[Collected data]
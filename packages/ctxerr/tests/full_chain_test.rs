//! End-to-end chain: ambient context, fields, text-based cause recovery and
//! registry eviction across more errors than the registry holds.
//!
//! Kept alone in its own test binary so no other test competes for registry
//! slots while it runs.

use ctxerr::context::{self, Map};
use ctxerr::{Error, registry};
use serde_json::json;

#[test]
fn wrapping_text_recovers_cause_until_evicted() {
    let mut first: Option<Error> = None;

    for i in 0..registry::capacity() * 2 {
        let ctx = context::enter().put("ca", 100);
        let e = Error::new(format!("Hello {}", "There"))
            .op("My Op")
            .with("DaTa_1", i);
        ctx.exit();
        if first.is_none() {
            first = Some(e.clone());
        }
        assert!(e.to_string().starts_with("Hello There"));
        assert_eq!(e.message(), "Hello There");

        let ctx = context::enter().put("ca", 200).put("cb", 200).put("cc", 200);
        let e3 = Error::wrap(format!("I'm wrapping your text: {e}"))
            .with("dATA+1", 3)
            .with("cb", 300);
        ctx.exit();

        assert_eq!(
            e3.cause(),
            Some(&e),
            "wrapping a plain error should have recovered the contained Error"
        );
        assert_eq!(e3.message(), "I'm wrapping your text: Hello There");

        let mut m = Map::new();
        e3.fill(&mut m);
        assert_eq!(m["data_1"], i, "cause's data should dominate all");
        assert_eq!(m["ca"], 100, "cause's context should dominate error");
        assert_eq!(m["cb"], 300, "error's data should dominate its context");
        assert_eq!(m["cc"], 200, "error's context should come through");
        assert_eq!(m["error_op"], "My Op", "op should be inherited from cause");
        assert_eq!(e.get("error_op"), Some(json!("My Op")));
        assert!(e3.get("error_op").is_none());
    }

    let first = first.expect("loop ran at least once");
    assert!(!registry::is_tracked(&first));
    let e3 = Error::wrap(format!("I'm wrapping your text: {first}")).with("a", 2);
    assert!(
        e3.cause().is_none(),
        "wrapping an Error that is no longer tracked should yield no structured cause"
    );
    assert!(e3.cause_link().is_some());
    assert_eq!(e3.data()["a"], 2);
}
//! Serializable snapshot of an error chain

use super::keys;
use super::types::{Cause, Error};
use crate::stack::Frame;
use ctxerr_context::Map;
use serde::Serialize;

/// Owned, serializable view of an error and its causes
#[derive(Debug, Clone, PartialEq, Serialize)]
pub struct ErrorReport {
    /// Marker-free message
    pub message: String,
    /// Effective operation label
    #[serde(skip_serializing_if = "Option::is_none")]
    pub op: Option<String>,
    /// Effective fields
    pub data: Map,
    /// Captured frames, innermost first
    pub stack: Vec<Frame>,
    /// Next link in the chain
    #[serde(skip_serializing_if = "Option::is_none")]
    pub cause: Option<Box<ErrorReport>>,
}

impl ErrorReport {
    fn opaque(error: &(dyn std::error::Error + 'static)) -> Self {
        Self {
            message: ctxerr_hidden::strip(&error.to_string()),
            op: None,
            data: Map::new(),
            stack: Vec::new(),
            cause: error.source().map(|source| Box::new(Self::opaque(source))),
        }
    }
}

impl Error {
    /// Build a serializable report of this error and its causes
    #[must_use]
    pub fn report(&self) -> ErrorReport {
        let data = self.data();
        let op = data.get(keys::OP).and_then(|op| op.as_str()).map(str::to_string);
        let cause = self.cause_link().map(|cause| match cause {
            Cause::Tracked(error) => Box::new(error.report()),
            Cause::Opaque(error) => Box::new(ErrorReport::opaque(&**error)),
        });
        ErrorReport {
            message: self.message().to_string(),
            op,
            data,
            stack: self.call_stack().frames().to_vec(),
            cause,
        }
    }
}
* * *
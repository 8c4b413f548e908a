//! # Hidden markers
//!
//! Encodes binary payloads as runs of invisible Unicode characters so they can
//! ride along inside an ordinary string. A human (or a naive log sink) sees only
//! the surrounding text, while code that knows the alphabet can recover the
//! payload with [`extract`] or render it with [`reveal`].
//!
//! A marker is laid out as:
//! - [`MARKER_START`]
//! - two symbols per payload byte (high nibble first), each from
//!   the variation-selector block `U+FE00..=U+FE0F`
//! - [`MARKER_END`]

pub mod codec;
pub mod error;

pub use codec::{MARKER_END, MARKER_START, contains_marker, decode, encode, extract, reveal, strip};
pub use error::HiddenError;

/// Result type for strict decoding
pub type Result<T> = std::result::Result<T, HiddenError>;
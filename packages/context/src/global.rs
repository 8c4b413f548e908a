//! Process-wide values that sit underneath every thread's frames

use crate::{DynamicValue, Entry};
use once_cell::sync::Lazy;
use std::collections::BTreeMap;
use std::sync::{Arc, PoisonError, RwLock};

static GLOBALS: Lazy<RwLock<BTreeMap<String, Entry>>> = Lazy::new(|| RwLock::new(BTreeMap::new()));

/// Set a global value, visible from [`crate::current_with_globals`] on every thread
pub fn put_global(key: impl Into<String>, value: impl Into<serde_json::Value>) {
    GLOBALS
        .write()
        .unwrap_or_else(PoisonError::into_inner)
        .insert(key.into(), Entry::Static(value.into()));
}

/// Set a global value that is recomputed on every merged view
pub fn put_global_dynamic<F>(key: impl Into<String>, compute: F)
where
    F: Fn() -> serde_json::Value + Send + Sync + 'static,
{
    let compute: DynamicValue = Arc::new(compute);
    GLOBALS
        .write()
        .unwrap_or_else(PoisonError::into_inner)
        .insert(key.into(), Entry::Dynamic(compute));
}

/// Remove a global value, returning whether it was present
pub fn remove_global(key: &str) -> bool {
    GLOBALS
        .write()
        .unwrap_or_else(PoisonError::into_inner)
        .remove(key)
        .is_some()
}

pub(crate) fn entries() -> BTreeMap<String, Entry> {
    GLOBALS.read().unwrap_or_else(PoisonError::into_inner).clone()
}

Action item:
Look above for every line with the word "your" and copy it.

Answer section:
        let e3 = Error::wrap(format!("I'm wrapping your text: {e}"))
        assert_eq!(e3.message(), "I'm wrapping your text: Hello There");
    let e3 = Error::wrap(format!("I'm wrapping your text: {first}")).with("a", 2);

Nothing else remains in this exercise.